Davacı vekilinin istinaf başvuru nedenleri ile kamu düzeni yönüyle yapılan incelemede;
Dava, hava yolu ile yapılan taşımada davalıların, malı alıcısına geç teslim etmesi nedeniyle davacının uğradığı zararın tazmini istemine ilişkindir. Uyuşmazlığın çözümünde iç hukuk düzenlemesi haline gelen Montreal Konvansiyonu hükümleri uygulanacaktır. Somut olayda Varşova Konvansiyonu, 4 sayılı Montreal Protokolü ile yapılan değişiklikten sonra yük taşımalarında 25. maddesindeki koşullarda dahi taşıyıcının sorumluluğunun sınırsız olması mümkün değildir. Başka bir deyişle, yük taşımalarında, taşıyıcının veya adamlarının zarar verme kastıyla hareket veya ihmal sonucunda zarar doğmuş olsa bile taşıyıcının sorumluluğu sınırlı olup, somut olayda sorumluluk sınırını ortadan kaldıran bir anlaşmanın varlığının da ileri sürülmemiş olmasına göre, Varşova Konvansiyonu’nun 1975 tarihli 4 sayılı Montreal Protokolü ile değişik 22. maddesi uyarınca taşıyıcının sorumluluğunun kg başına 19 özel çekme hakkı ile sınırlı olması nedeniyle karar tarihine en yakın SDR kuruna göre sorumluluk sınırının belirlenerek hüküm kurulmasında yasaya aykırılık yoktur.

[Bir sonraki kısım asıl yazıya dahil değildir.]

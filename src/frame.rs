//! Pixel grid types shared across the rendering pipeline.

/// A decoded RGB frame.
///
/// Pixel data is row-major, 3 bytes per pixel (R, G, B). Frames are
/// produced by a [`crate::source::FrameSource`] and consumed exactly once
/// per render cycle.
#[derive(Debug, Clone)]
pub struct Frame {
    /// Raw pixel data in RGB24 format
    pub data: Vec<u8>,
    /// Frame width in pixels
    pub width: u32,
    /// Frame height in pixels
    pub height: u32,
}

impl Frame {
    /// Create a frame from raw RGB24 data.
    ///
    /// `data.len()` must be `width * height * 3`.
    pub fn new(data: Vec<u8>, width: u32, height: u32) -> Self {
        debug_assert_eq!(data.len(), (width * height * 3) as usize);
        Self {
            data,
            width,
            height,
        }
    }
}

/// A grayscale intensity grid (one byte per pixel, row-major).
#[derive(Debug, Clone)]
pub struct GrayGrid {
    pub data: Vec<u8>,
    pub width: u32,
    pub height: u32,
}

impl GrayGrid {
    /// Intensity at (x, y). Caller guarantees the coordinates are in range.
    #[inline]
    pub fn at(&self, x: u32, y: u32) -> u8 {
        self.data[(y * self.width + x) as usize]
    }
}

/// Three independent 8-bit channel grids for truecolor rendering.
#[derive(Debug, Clone)]
pub struct RgbGrid {
    pub r: Vec<u8>,
    pub g: Vec<u8>,
    pub b: Vec<u8>,
    pub width: u32,
    pub height: u32,
}

impl RgbGrid {
    /// Channel triple at (x, y).
    #[inline]
    pub fn at(&self, x: u32, y: u32) -> (u8, u8, u8) {
        let idx = (y * self.width + x) as usize;
        (self.r[idx], self.g[idx], self.b[idx])
    }
}

/// A binary ink/paper bitmap derived from a [`GrayGrid`] by thresholding.
///
/// Cell values are 0 (ink, drawn) or 1 (paper, background). Half-block
/// rendering consumes rows in vertical pairs, so callers must hand it an
/// even-height bitmap for those modes.
#[derive(Debug, Clone, PartialEq, Eq)]
pub struct Bitmap {
    pub cells: Vec<u8>,
    pub width: u32,
    pub height: u32,
}

impl Bitmap {
    /// Cell value at (x, y).
    #[inline]
    pub fn at(&self, x: u32, y: u32) -> u8 {
        self.cells[(y * self.width + x) as usize]
    }

    /// The (top, bottom) cell pair for character row `row` at column `x`.
    #[inline]
    pub fn pair(&self, x: u32, row: u32) -> (u8, u8) {
        (self.at(x, row * 2), self.at(x, row * 2 + 1))
    }
}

Hava taşıma sözleşmesinden kaynaklanan gecikme ve hasarlarda manevi tazminata hükmedilmesi için geç teslim veya hasarın, M.K. 24 maddesi ve TBK 58. maddesi anlamında davacının kişilik haklarını zedeleyici nitelikte olması gereklidir. Dava tarihinde yürürlükte olan 6098 sayılı Türk Borçlar Kanunu’nun 58. maddesinde gösterilen koşulların somut olayda oluştuğundan söz edilemez. Somut olayda, sadece emtianın geç teslimi nedeniyle kişilik haklarının ihlal edildiği sonucuna varılamaz. Bu itibarla davacının manevi tazminat isteminin reddi yönündeki ilk derece mahkemesi kararında da yasaya aykırılık yoktur.

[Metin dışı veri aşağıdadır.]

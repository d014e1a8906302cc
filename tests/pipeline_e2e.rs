//! End-to-end tests for the frame-to-glyph pipeline.
//!
//! These walk real pixel data through sampling, quantization, and glyph
//! rendering the way the player does, and check the bytes that would hit
//! the terminal.

use ttv::frame::Frame;
use ttv::quantize::{quantize, subsample};
use ttv::render::{RenderMode, Renderer};
use ttv::sampler::{fit_within, resize, split_channels, to_grayscale};

/// Build a grayscale frame from per-pixel intensities.
fn gray_frame(intensities: &[u8], width: u32, height: u32) -> Frame {
    let mut data = Vec::with_capacity(intensities.len() * 3);
    for &v in intensities {
        data.extend_from_slice(&[v, v, v]);
    }
    Frame::new(data, width, height)
}

#[test]
fn test_two_by_two_frame_to_half_block_row() {
    // Columns split dark/bright; the two rows collapse into one character
    // row: full block over the dark column, blank over the bright one.
    let frame = gray_frame(&[10, 200, 10, 200], 2, 2);
    let bitmap = quantize(&to_grayscale(&frame), 128);
    assert_eq!(bitmap.cells, vec![0, 1, 0, 1]);

    let mut renderer = Renderer::new(RenderMode::HalfBlock, 1);
    assert_eq!(renderer.render_bitmap(bitmap), "█ \n".as_bytes());
}

#[test]
fn test_full_block_path_subsamples_then_quantizes() {
    // 2x4 frame: top half dark, bottom half bright. Subsampling first gives
    // a 2x2 grid whose rows quantize to ink then paper.
    let frame = gray_frame(&[0, 0, 0, 0, 255, 255, 255, 255], 2, 4);
    let gray = subsample(&to_grayscale(&frame));
    assert_eq!(gray.height, 2);
    let bitmap = quantize(&gray, 128);

    let mut renderer = Renderer::new(RenderMode::FullBlock, 1);
    assert_eq!(renderer.render_bitmap(bitmap), "██\n  \n".as_bytes());
}

#[test]
fn test_oversized_frame_shrinks_to_canvas_before_rendering() {
    // A large uniform dark frame fit to an 8-column, 2-row half-block
    // canvas ends up 8x4 pixels and renders as two rows of full blocks.
    let frame = gray_frame(&vec![0u8; 64 * 32], 64, 32);
    let (w, h) = fit_within(frame.width, frame.height, 8, 4);
    assert_eq!((w, h), (8, 4));
    let sized = resize(&frame, w, h);
    let bitmap = quantize(&to_grayscale(&sized), 128);

    let mut renderer = Renderer::new(RenderMode::HalfBlock, 1);
    assert_eq!(renderer.render_bitmap(bitmap), "████████\n████████\n".as_bytes());
}

#[test]
fn test_truecolor_row_coalesces_repeated_colors() {
    // 4x2 frame, uniform orange: the whole row costs one foreground and
    // one background escape, then a reset.
    let mut data = Vec::new();
    for _ in 0..8 {
        data.extend_from_slice(&[255, 128, 0]);
    }
    let frame = Frame::new(data, 4, 2);

    let mut renderer = Renderer::new(RenderMode::Truecolor, 1);
    let out = renderer.render_color(&split_channels(&frame)).to_vec();
    let text = String::from_utf8(out).unwrap();

    assert_eq!(text.matches("\x1b[38;2;255;128;0m").count(), 1);
    assert_eq!(text.matches("\x1b[48;2;255;128;0m").count(), 1);
    assert_eq!(text.matches('▀').count(), 4);
    assert_eq!(text.matches("\x1b[0m").count(), 1);
}

#[test]
fn test_diff_mode_across_three_frames() {
    let mut renderer = Renderer::new(RenderMode::Diff, 1);

    // Frame 1: drawn in full.
    let a = quantize(&to_grayscale(&gray_frame(&[0, 255, 0, 255], 2, 2)), 128);
    assert_eq!(renderer.render_bitmap(a.clone()), "█ \n".as_bytes());

    // Frame 2: identical, so only the newline survives.
    assert_eq!(renderer.render_bitmap(a), b"\n");

    // Frame 3: right column flips; the left cell becomes a cursor move.
    let c = quantize(&to_grayscale(&gray_frame(&[0, 0, 0, 0], 2, 2)), 128);
    assert_eq!(renderer.render_bitmap(c), "\x1b[1C█\n".as_bytes());
}

#[test]
fn test_threshold_changes_the_picture() {
    let frame = gray_frame(&[100, 100, 100, 100], 2, 2);
    let gray = to_grayscale(&frame);

    let mut renderer = Renderer::new(RenderMode::HalfBlock, 1);
    let dark = renderer.render_bitmap(quantize(&gray, 128)).to_vec();
    let bright = renderer.render_bitmap(quantize(&gray, 50)).to_vec();
    assert_eq!(dark, "██\n".as_bytes());
    assert_eq!(bright, "  \n".as_bytes());
}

İlk derece mahkemesi karar ve gerekçesinde yasa ve usule aykırılık bulunmadığı gibi kamu düzenine aykırılık da görülmediğinden, davacı vekilinin istinaf nedenlerinin HMK 353/1-b1 maddesi uyarınca esastan reddi gerektiği kanaatine varılarak aşağıdaki hüküm kurulmuştur.
HÜKÜM : Yukarıda açıklanan nedenlerle;
1-Davacı vekilinin istinaf başvurusunun 6100 sayılı HMK’ nun 353/1-b1 maddesi gereğince ESASTAN REDDİNE,
2-Harçlar Kanunu gereğince davacı tarafından yatırılan 85,70.TL istinaf kanun yoluna başvurma harcının hazineye gelir kaydına,
3-Karar tarihi itibariyle Harçlar Kanunu gereğince alınması gereken 35,90.TL harçtan, davacı tarafından yatırılan 31,40.TL istinaf karar harcının mahsubu ile bakiye 4,50.TL’nin davacıdan tahsili ile hazineye gelir kaydına,
4-İstinaf yargılama giderlerinin istinaf talep eden davacı üzerinde bırakılmasına,
5-Artan gider avansı varsa yatıran tarafa iadesine,
Dosya üzerinde yapılan inceleme sonucunda HMK’nın 361/1. maddesi gereğince tebliğ tarihinden itibaren iki hafta içerisinde Yargıtay’da temyiz yolu açık olmak üzere 28/02/2018 tarihinde oy birliği ile karar verildi.